MacGyvers Verstand arbeitete auf Hochtouren und er versuchte einen Ausweg aus dieser hoffnungslosen Situation zu finden. Sam stand nur wenige Meter neben ihm und warf nervöse Blicke zwischen Mel, Murdoc und Thomas hin und her. Auch er suchte nach einem Ausweg. MacGyver schätzte die Entfernung zwischen sich und Thomas ab. Zu weit, stellte er fest. Er würde keinen Meter weit kommen, ohne getroffen zu werden.

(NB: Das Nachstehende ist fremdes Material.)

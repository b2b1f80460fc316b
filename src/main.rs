use anyhow::{Context, Result};
use std::sync::Arc;
use order_tracker::{
    config::Config,
    narvar::NarvarClient,
    routes,
    tracker::OrderTracker,
};
use tower_http::trace::{DefaultMakeSpan, DefaultOnResponse, TraceLayer};
use tracing::{Level, info, warn};

#[tokio::main]
async fn main() -> Result<()> {
    dotenvy::dotenv().ok();

    init_tracing();

    let config = match Config::from_env() {
        Ok(cfg) => cfg,
        Err(e) => {
            eprintln!("Configuration error: {:#}", e);
            std::process::exit(1);
        }
    };

    if config.credentials().is_err() {
        warn!("HMAC_TOKEN or RETAILER_MONIKER not set; tracking requests will be rejected");
    }

    let api = Arc::new(NarvarClient::new(&config)?);
    let tracker = Arc::new(OrderTracker::new(config.clone(), api));

    let app = routes::build_router(tracker).layer(
        TraceLayer::new_for_http()
            .make_span_with(DefaultMakeSpan::new().level(Level::INFO))
            .on_response(DefaultOnResponse::new().level(Level::INFO)),
    );

    let listener = tokio::net::TcpListener::bind(config.bind_addr)
        .await
        .with_context(|| format!("Failed to bind {}", config.bind_addr))?;

    info!(
        addr = %config.bind_addr,
        upstream = %config.base_url,
        timeout_secs = config.upstream_timeout.as_secs(),
        "order-tracker listening"
    );

    axum::serve(listener, app)
        .with_graceful_shutdown(shutdown_signal())
        .await
        .context("server crashed")?;

    Ok(())
}

fn init_tracing() {
    tracing_subscriber::fmt()
        .with_env_filter(
            tracing_subscriber::EnvFilter::try_from_default_env().unwrap_or_else(|_| "info".into()),
        )
        .init();
}

async fn shutdown_signal() {
    if let Err(e) = tokio::signal::ctrl_c().await {
        warn!("Failed to listen for shutdown signal: {}", e);
        std::future::pending::<()>().await;
    }
    info!("Shutting down");
}
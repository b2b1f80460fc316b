//! HMAC-SHA256 request signatures for the tracking API.
//!
//! Both tokens are keyed by the shared secret and bound to the epoch second at
//! which the request is handled, so they go stale as soon as the upstream
//! verifier's freshness window passes.

use hmac::{Hmac, Mac};
use sha2::Sha256;

use crate::error::TrackError;

type HmacSha256 = Hmac<Sha256>;

/// Lowercase hex HMAC-SHA256 of `message` keyed by `key` (always 64 chars).
pub fn hmac_hex(key: &[u8], message: &[u8]) -> Result<String, TrackError> {
    let mut mac = HmacSha256::new_from_slice(key)
        .map_err(|e| TrackError::Signing(format!("HMAC error: {}", e)))?;
    mac.update(message);
    Ok(hex::encode(mac.finalize().into_bytes()))
}

/// Whole seconds since the Unix epoch, truncated.
pub fn current_epoch() -> i64 {
    chrono::Utc::now().timestamp()
}

/// Tokens for one upstream call
#[derive(Debug, Clone, PartialEq, Eq)]
pub struct Signature {
    pub epoch: i64,
    pub epoch_token: String,
    pub order_token: String,
}

impl Signature {
    pub fn sign(secret: &str, order_id: &str, epoch: i64) -> Result<Self, TrackError> {
        let key = secret.as_bytes();
        let epoch_token = hmac_hex(key, epoch.to_string().as_bytes())?;
        let order_token = hmac_hex(key, format!("{}:{}", order_id, epoch).as_bytes())?;

        Ok(Self {
            epoch,
            epoch_token,
            order_token,
        })
    }
}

Die Lösung dieses Problems wurde von Mel geliefert - wenn auch unfreiwillig - in Form einer neuen Wehe. Mel stöhnte laut - vielleicht etwas zu laut - und krümmte sich zusammen. Murdoc hielt sie fest. In diesem Moment war Thomas' gesamte Aufmerksamkeit auf Murdoc und Mel gerichtet. MacGyver sah seine Chance. Er hechtete auf Thomas zu. Doch dieser sah ihn kommen und die Waffe ruckte herum. Thomas schoß.

Sam sah, wie sein Vater nach hinten gerissen wurde und zu Boden fiel. Eine blutige Wunde war an seiner rechten Schläfe. Bei Sam kam es zu einer Kurzschlußreaktion.

"NEIN!!!"

Er hechtete nun ebenfalls auf Thomas zu und prallte mit ihm zusammen. Die beiden gingen zu Boden. Thomas war eine Sekunde lang total verwirrt. Sam nutzte das aus und verpaßte ihm einen sehr harten und gezielten Schlag an das Kinn.

"Autsch!" Seine Hand reagierte Su erst schmerzhaft auf den Zusammenstoß und er schüttelte sie.

Murdoc runzelte kurz die Stirn, als er die Bewegung sah. Er kannte sie von irgendwoher. Aber wie auch immer, Thomas blieb bewußtlos liegen. Sam schnappte sich die Waffe und steckte sie gesichert in den Hosenbund. Dann lief er zu MacGyver hinüber und beugte sich über ihn.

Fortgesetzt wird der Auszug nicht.